They couldn’t fight again.
And yet they would have to.
With the grim slowness of exhaustion, Ceres drew her blades up from the sand and prepared herself for the next confrontation.
One which, she knew, may very well be her last.
CHAPTER TWENTY NINE
Akila stood at the prow of his ship, watching with a growing sense of the rightness of it all as the city grew larger. Behind him sailed more ships, in the colors of imperial galleys.
“Be ready,” he called back to his men. “They will have men on the docks, even if they believe we are their own, returned victorious from Haylon.” He laughed. “Well, that part’s true, at least.”
He couldn’t keep his sense of humor for long. This would be grim work. How many of his men would die here on this far shore? How much destruction would they cause in the name of freedom?
He found himself thinking back to the moments that had brought him there; that had convinced him to do this thing. When Thanos had come to them on Haylon, Akila had turned him away. He’d thought that the prince had merely wanted to use them to gain a kingdom.
I should have known better, Akila thought. Thanos has more honor than that.
If he’d realized it at the time, perhaps he would have sailed back with him. As it was, he’d driven Thanos away, and only realized the wrongness of what he was doing later, when he hadn’t been able to sleep for thoughts of what he’d rejected.
The ships were getting closer now, pulling inside the limits of the harbor to clarion calls and the waving of flags. Akila watched tensely, waiting for the last of his ships to clear the line of the chains protecting the harbor.
They were almost at the dock now, and Akila raised his hand. Be ready.
The truly shaming thing had been the woman Thanos had brought with him to Haylon. She had been a prisoner, a self-confessed thief and worse, yet given the choice between following Thanos and forging a new life on Haylon, she had gone with the prince without even having to think about it. Honor had mattered more to her.
As it should have to me, Akila thought, in the instant before he let his hand fall.
“NOW!”
His men hauled on ropes, the colors on the mast changing, going from the red of the Empire to the blue of Haylon. Around him, he saw his other ships revealing their true purpose even as he felt the galley bump against the docks.

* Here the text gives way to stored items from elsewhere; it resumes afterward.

use super::*;
use crate::storage::{FileStorage, MemoryStorage};
use std::cell::RefCell;
use std::rc::Rc;

const KEY: &str = "watchlist";

fn movie(id: u64, title: &str, rating: f64) -> MovieRecord {
    MovieRecord::new(id, title).with_rating(rating)
}

fn ids(movies: &[MovieRecord]) -> Vec<String> {
    movies.iter().map(|m| m.id.to_string()).collect()
}

fn ratings(movies: &[MovieRecord]) -> Vec<f64> {
    movies.iter().map(|m| m.vote_average).collect()
}

fn stored(store: &WatchlistStore<MemoryStorage>) -> Vec<MovieRecord> {
    let content = store.storage().read(KEY).unwrap().expect("slot written");
    serde_json::from_str(&content).unwrap()
}

/// Storage that records every write into a shared event log
struct LoggingStorage {
    inner: MemoryStorage,
    events: Rc<RefCell<Vec<String>>>,
}

impl DurableStorage for LoggingStorage {
    fn read(&self, key: &str) -> Result<Option<String>, StorageError> {
        self.inner.read(key)
    }

    fn write(&mut self, key: &str, value: &str) -> Result<(), StorageError> {
        self.inner.write(key, value)?;
        self.events.borrow_mut().push(format!("write {}", value));
        Ok(())
    }

    fn remove(&mut self, key: &str) -> Result<(), StorageError> {
        self.inner.remove(key)
    }
}

#[test]
fn test_open_without_stored_slot_is_empty() {
    let store = WatchlistStore::open(MemoryStorage::new(), KEY);
    assert!(store.is_empty());
    assert_eq!(store.key(), KEY);
}

#[test]
fn test_open_with_stored_slot() {
    let mut storage = MemoryStorage::new();
    storage
        .write(KEY, r#"[{"id":1,"title":"Dune","genre_ids":[878],"vote_average":7.8,"popularity":10.0}]"#)
        .unwrap();

    let store = WatchlistStore::open(storage, KEY);
    assert_eq!(store.len(), 1);
    assert_eq!(store.movies()[0].id, MovieId::Number(1));
    assert_eq!(store.movies()[0].display_title(), "Dune");
}

#[test]
fn test_open_with_corrupt_slot_is_empty() {
    let mut storage = MemoryStorage::new();
    storage.write(KEY, "{not json").unwrap();
    let store = WatchlistStore::open(storage, KEY);
    assert!(store.is_empty());

    let mut storage = MemoryStorage::new();
    storage.write(KEY, r#"{"id":1}"#).unwrap();
    let store = WatchlistStore::open(storage, KEY);
    assert!(store.is_empty());
}

#[test]
fn test_memory_matches_storage_after_every_mutation() {
    let mut store = WatchlistStore::open(MemoryStorage::new(), KEY);

    assert!(store.add(movie(1, "Dune", 7.2)).is_saved());
    assert_eq!(store.movies(), stored(&store).as_slice());

    assert!(store.add(movie(2, "Clue", 5.0)).is_saved());
    assert!(store.add(movie(3, "Heat", 9.1)).is_saved());
    assert_eq!(store.movies(), stored(&store).as_slice());

    assert!(store.remove(&movie(2, "Clue", 5.0)).is_saved());
    assert_eq!(store.movies(), stored(&store).as_slice());

    assert!(store.sort_descending().is_saved());
    assert_eq!(store.movies(), stored(&store).as_slice());
    assert_eq!(ids(store.movies()), vec!["3", "1"]);
}

#[test]
fn test_add_then_remove_restores_previous_contents() {
    let mut store = WatchlistStore::open(MemoryStorage::new(), KEY);
    let _ = store.add(movie(1, "Dune", 7.2));
    let before = store.movies().to_vec();

    let _ = store.add(movie(2, "Clue", 5.0));
    let _ = store.remove(&movie(2, "Clue", 5.0));

    assert_eq!(store.movies(), before.as_slice());
    assert_eq!(stored(&store), before);
}

#[test]
fn test_add_permits_duplicates_and_remove_drops_all_matches() {
    let mut store = WatchlistStore::open(MemoryStorage::new(), KEY);
    let _ = store.add(movie(1, "Dune", 7.2));
    let _ = store.add(movie(2, "Clue", 5.0));
    let _ = store.add(movie(1, "Dune", 7.2));
    assert_eq!(ids(store.movies()), vec!["1", "2", "1"]);

    let _ = store.remove(&movie(1, "Dune", 7.2));
    assert_eq!(ids(store.movies()), vec!["2"]);
    assert!(!store.contains(&movie(1, "Dune", 7.2)));
}

#[test]
fn test_remove_matches_numeric_string_ids() {
    let mut storage = MemoryStorage::new();
    storage.write(KEY, r#"[{"id":"550","title":"Fight Club"},{"id":13,"title":"Forrest Gump"}]"#).unwrap();
    let mut store = WatchlistStore::open(storage, KEY);

    assert!(store.contains_id(&MovieId::Number(550)));
    let _ = store.remove_id(&MovieId::Number(550));
    assert_eq!(ids(store.movies()), vec!["13"]);
}

#[test]
fn test_remove_matches_decimal_string_ids() {
    let mut storage = MemoryStorage::new();
    storage.write(KEY, r#"[{"id":"550.0","title":"Fight Club"},{"id":13,"title":"Forrest Gump"}]"#).unwrap();
    let mut store = WatchlistStore::open(storage, KEY);

    let _ = store.remove_id(&MovieId::Number(550));
    assert_eq!(ids(store.movies()), vec!["13"]);
    assert_eq!(ids(&stored(&store)), vec!["13"]);
}

#[test]
fn test_open_keeps_records_with_float_ids() {
    let mut storage = MemoryStorage::new();
    storage.write(KEY, r#"[{"id":13,"title":"Forrest Gump"},{"id":550.0,"title":"Fight Club"}]"#).unwrap();
    let store = WatchlistStore::open(storage, KEY);

    assert_eq!(store.len(), 2);
    assert!(store.contains_id(&MovieId::Number(550)));
}

#[test]
fn test_remove_of_missing_id_still_writes_snapshot() {
    let mut store = WatchlistStore::open(MemoryStorage::new(), KEY);
    assert!(store.remove_id(&MovieId::Number(9)).is_saved());
    assert!(stored(&store).is_empty());
}

#[test]
fn test_sort_both_directions() {
    let mut store = WatchlistStore::open(MemoryStorage::new(), KEY);
    let _ = store.add(movie(1, "A", 7.2));
    let _ = store.add(movie(2, "B", 5.0));
    let _ = store.add(movie(3, "C", 9.1));

    let _ = store.sort_ascending();
    assert_eq!(ratings(store.movies()), vec![5.0, 7.2, 9.1]);
    assert_eq!(ratings(&stored(&store)), vec![5.0, 7.2, 9.1]);

    let _ = store.sort_descending();
    assert_eq!(ratings(store.movies()), vec![9.1, 7.2, 5.0]);
    assert_eq!(ratings(&stored(&store)), vec![9.1, 7.2, 5.0]);
}

#[test]
fn test_sort_keeps_order_of_equal_ratings() {
    let mut store = WatchlistStore::open(MemoryStorage::new(), KEY);
    let _ = store.add(movie(1, "A", 6.0));
    let _ = store.add(movie(2, "B", 8.0));
    let _ = store.add(movie(3, "C", 6.0));
    let _ = store.add(movie(4, "D", 8.0));

    let _ = store.sort_ascending();
    assert_eq!(ids(store.movies()), vec!["1", "3", "2", "4"]);

    let _ = store.sort_descending();
    assert_eq!(ids(store.movies()), vec!["2", "4", "1", "3"]);
}

#[test]
fn test_sort_treats_signed_zero_ratings_as_equal() {
    let mut store = WatchlistStore::open(MemoryStorage::new(), KEY);
    let _ = store.add(movie(1, "A", 0.0));
    let _ = store.add(movie(2, "B", -0.0));
    let _ = store.add(movie(3, "C", 4.0));

    let _ = store.sort_ascending();
    assert_eq!(ids(store.movies()), vec!["1", "2", "3"]);

    let _ = store.sort_descending();
    assert_eq!(ids(store.movies()), vec!["3", "1", "2"]);
}

#[test]
fn test_replace_installs_list() {
    let mut store = WatchlistStore::open(MemoryStorage::new(), KEY);
    let list = vec![movie(5, "E", 1.0), movie(4, "D", 2.0)];
    assert!(store.replace(list.clone()).is_saved());
    assert_eq!(store.movies(), list.as_slice());
    assert_eq!(stored(&store), list);
}

#[test]
fn test_storage_write_happens_before_subscribers_run() {
    let events = Rc::new(RefCell::new(Vec::new()));
    let storage = LoggingStorage {
        inner: MemoryStorage::new(),
        events: Rc::clone(&events),
    };
    let mut store = WatchlistStore::open(storage, KEY);

    let log = Rc::clone(&events);
    store.subscribe(move |movies| log.borrow_mut().push(format!("notify {}", movies.len())));

    let _ = store.add(movie(1, "Dune", 7.2));
    let _ = store.remove_id(&MovieId::Number(1));

    let events = events.borrow();
    assert_eq!(events.len(), 4);
    assert!(events[0].starts_with("write [{"));
    assert_eq!(events[1], "notify 1");
    assert_eq!(events[2], "write []");
    assert_eq!(events[3], "notify 0");
}

#[test]
fn test_unsubscribe_stops_notifications() {
    let calls = Rc::new(RefCell::new(0));
    let mut store = WatchlistStore::open(MemoryStorage::new(), KEY);

    let counter = Rc::clone(&calls);
    let id = store.subscribe(move |_| *counter.borrow_mut() += 1);
    let _ = store.add(movie(1, "Dune", 7.2));
    assert!(store.unsubscribe(id));
    assert!(!store.unsubscribe(id));
    let _ = store.add(movie(2, "Clue", 5.0));

    assert_eq!(*calls.borrow(), 1);
}

#[test]
fn test_failed_write_still_updates_memory() {
    let mut store = WatchlistStore::open(MemoryStorage::with_quota(4), KEY);

    let outcome = store.add(movie(1, "Dune", 7.2));
    assert!(!outcome.is_saved());
    assert!(matches!(outcome.error(), Some(StorageError::QuotaExceeded { .. })));

    assert_eq!(store.len(), 1);
    assert_eq!(store.storage().read(KEY).unwrap(), None);
}

#[test]
fn test_reload_from_file_reflects_last_add() {
    let dir = tempfile::tempdir().unwrap();

    let mut store = WatchlistStore::open(FileStorage::new(dir.path()), KEY);
    let _ = store.add(movie(1, "Dune", 7.2));
    let _ = store.add(movie(2, "Clue", 5.0));
    let expected = store.movies().to_vec();
    drop(store);

    let reopened = WatchlistStore::open(FileStorage::new(dir.path()), KEY);
    assert_eq!(reopened.movies(), expected.as_slice());
}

Ahead, he saw the city spread out before him. Smoke rising over the bulk of the Stade told him that they might have arrived just in time.
Akila drew his sword.
“Onward! To glory! To freedom!”
CHAPTER THIRTY
Ceres fought as though sleepwalking, her arm rising and falling almost mechanically. There were so many soldiers, and already, she could see those on her side falling.
She watched as one of Lord West’s men was dragged from his horse, and the plunging blades brought back uncomfortable memories of all that had happened when they had assaulted the city.
Ceres shook her head, parried a blade, and struck back with enough force to behead an opponent.
I cannot let this happen again, Ceres told herself. Not again.
Images of Garrant’s death came to her. Ceres pushed them aside and kept fighting, swinging her blades and keeping moving, even if she barely had the strength to do it. She wasn’t going to stop. She wasn’t going to let them die.
Except they were dying. Everywhere Ceres looked, people were dying. The spectators were dying in the stands. Lord West’s men were dying on the sand. Even some of the combatlords were dying, brought down one by one by exhaustion and by weight of numbers despite their skills.
Ceres couldn’t let it happen, whatever it took.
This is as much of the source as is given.